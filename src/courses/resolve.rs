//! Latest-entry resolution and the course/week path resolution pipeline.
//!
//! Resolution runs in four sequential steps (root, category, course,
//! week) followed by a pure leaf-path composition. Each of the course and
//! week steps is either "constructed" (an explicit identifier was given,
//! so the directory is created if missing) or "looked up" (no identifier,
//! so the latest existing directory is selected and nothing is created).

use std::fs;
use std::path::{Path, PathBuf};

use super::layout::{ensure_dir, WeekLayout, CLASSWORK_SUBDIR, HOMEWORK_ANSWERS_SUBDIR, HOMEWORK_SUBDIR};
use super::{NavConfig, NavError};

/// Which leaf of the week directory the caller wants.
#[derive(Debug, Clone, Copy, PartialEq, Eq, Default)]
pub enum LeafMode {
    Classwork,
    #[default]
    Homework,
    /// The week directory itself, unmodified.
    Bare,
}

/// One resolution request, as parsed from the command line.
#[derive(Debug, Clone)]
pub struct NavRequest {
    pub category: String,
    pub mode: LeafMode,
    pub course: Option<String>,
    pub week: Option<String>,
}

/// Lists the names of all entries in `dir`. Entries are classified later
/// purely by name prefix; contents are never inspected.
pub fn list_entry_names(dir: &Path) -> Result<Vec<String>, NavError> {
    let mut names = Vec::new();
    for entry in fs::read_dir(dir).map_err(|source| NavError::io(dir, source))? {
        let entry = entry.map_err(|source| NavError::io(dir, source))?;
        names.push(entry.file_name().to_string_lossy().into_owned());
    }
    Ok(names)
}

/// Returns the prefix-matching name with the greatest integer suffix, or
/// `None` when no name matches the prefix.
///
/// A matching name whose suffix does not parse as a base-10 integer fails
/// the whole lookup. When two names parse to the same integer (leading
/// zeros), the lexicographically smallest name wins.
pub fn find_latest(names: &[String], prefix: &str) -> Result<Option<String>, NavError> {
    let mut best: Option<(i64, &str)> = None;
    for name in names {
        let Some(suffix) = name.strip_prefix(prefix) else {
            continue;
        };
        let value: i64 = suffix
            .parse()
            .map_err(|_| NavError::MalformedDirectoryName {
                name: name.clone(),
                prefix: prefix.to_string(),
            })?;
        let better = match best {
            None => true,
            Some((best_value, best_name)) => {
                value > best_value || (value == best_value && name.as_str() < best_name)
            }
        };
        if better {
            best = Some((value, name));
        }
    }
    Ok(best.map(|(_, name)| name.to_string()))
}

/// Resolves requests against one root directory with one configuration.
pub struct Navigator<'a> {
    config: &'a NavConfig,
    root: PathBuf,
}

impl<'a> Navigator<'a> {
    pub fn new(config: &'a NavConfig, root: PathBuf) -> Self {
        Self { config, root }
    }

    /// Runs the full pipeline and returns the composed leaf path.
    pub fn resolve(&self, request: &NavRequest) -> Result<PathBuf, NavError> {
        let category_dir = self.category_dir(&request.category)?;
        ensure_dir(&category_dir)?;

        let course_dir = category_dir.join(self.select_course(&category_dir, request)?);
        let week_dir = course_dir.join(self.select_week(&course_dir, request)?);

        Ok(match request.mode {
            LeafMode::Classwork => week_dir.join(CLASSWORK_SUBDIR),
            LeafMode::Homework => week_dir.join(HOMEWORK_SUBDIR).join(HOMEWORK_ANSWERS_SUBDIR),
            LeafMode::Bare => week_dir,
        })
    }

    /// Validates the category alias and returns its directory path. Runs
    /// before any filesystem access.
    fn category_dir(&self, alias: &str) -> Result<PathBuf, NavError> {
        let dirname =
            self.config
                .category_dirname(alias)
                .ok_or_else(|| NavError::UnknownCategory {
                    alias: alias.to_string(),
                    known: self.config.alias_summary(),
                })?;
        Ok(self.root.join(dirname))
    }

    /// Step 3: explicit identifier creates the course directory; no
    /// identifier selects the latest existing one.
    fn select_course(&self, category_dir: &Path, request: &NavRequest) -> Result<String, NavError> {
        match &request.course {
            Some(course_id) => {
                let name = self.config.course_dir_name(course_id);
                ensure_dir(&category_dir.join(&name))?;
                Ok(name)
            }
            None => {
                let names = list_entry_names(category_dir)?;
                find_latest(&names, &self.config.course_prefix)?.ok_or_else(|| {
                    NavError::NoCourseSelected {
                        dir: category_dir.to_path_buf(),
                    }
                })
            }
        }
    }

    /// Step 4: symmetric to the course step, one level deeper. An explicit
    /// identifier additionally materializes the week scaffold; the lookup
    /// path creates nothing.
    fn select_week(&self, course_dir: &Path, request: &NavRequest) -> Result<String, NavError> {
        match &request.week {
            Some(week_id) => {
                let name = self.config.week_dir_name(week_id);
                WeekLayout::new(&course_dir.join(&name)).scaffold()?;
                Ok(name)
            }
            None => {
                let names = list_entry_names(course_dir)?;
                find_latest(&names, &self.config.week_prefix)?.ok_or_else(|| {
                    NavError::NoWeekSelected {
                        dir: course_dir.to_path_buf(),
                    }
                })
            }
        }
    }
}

## [Problem statement]
Check every line above for the word "super" and copy those that have it.

## [Solution]
use super::layout::{ensure_dir, WeekLayout, CLASSWORK_SUBDIR, HOMEWORK_ANSWERS_SUBDIR, HOMEWORK_SUBDIR};
use super::{NavConfig, NavError};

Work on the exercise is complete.